Write the entries again exactly, with no line missing.

***

//! Gateway assembly: wires the core services to the control API and a link
//! connector, then runs until shutdown.

use std::sync::Arc;

use tokio::{net::TcpListener, sync::mpsc};
use tokio_util::sync::CancellationToken;

use mgw_api::AppState;
use mgw_core::{
    auth::AuthStore, config::Config, connection::Connection, dispatch::OutboundDispatcher,
    link::NetworkConnector, relay::InboundRelay, webhook::InMemoryWebhookStore,
};

const INBOUND_BUFFER: usize = 1024;

/// Run the gateway on `listener` until `shutdown` fires.
pub async fn run(
    cfg: Config,
    connector: Arc<dyn NetworkConnector>,
    listener: TcpListener,
    shutdown: CancellationToken,
) -> anyhow::Result<()> {
    let webhook = Arc::new(InMemoryWebhookStore::new(cfg.webhook_url.clone()));
    let (inbound_tx, inbound_rx) = mpsc::channel(INBOUND_BUFFER);

    let connection = Arc::new(Connection::new(
        connector,
        AuthStore::new(&cfg.auth_dir),
        cfg.reconnect,
        inbound_tx,
    ));
    let relay = Arc::new(InboundRelay::new(webhook.clone(), cfg.webhook_timeout)?);
    let dispatcher = Arc::new(OutboundDispatcher::new(connection.clone()));

    let relay_task = tokio::spawn(relay.run(inbound_rx));
    let conn_task = tokio::spawn(connection.clone().run(shutdown.clone()));

    let app = mgw_api::router(AppState {
        dispatcher,
        webhook,
        status: connection,
        upload_dir: cfg.upload_dir.clone(),
        max_upload_bytes: cfg.max_upload_bytes,
    });

    let served = mgw_api::serve(listener, app, shutdown.clone()).await;
    // The connection task only ends on its own for logout or an exhausted
    // retry budget; the API keeps serving status in that case.
    shutdown.cancel();

    match conn_task.await {
        Ok(state) => tracing::info!(state = state.as_str(), "connection task finished"),
        Err(e) => tracing::error!(error = %e, "connection task panicked"),
    }
    relay_task.abort();

    served
}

***

» ANSWER:
//! Gateway assembly: wires the core services to the control API and a link
//! connector, then runs until shutdown.

use std::sync::Arc;

use tokio::{net::TcpListener, sync::mpsc};
use tokio_util::sync::CancellationToken;

use mgw_api::AppState;
use mgw_core::{
    auth::AuthStore, config::Config, connection::Connection, dispatch::OutboundDispatcher,
    link::NetworkConnector, relay::InboundRelay, webhook::InMemoryWebhookStore,
};

const INBOUND_BUFFER: usize = 1024;

/// Run the gateway on `listener` until `shutdown` fires.
pub async fn run(
    cfg: Config,
    connector: Arc<dyn NetworkConnector>,
    listener: TcpListener,
    shutdown: CancellationToken,
) -> anyhow::Result<()> {
    let webhook = Arc::new(InMemoryWebhookStore::new(cfg.webhook_url.clone()));
    let (inbound_tx, inbound_rx) = mpsc::channel(INBOUND_BUFFER);

    let connection = Arc::new(Connection::new(
        connector,
        AuthStore::new(&cfg.auth_dir),
        cfg.reconnect,
        inbound_tx,
    ));
    let relay = Arc::new(InboundRelay::new(webhook.clone(), cfg.webhook_timeout)?);
    let dispatcher = Arc::new(OutboundDispatcher::new(connection.clone()));

    let relay_task = tokio::spawn(relay.run(inbound_rx));
    let conn_task = tokio::spawn(connection.clone().run(shutdown.clone()));

    let app = mgw_api::router(AppState {
        dispatcher,
        webhook,
        status: connection,
        upload_dir: cfg.upload_dir.clone(),
        max_upload_bytes: cfg.max_upload_bytes,
    });

    let served = mgw_api::serve(listener, app, shutdown.clone()).await;
    // The connection task only ends on its own for logout or an exhausted
    // retry budget; the API keeps serving status in that case.
    shutdown.cancel();

    match conn_task.await {
        Ok(state) => tracing::info!(state = state.as_str(), "connection task finished"),
        Err(e) => tracing::error!(error = %e, "connection task panicked"),
    }
    relay_task.abort();

    served
}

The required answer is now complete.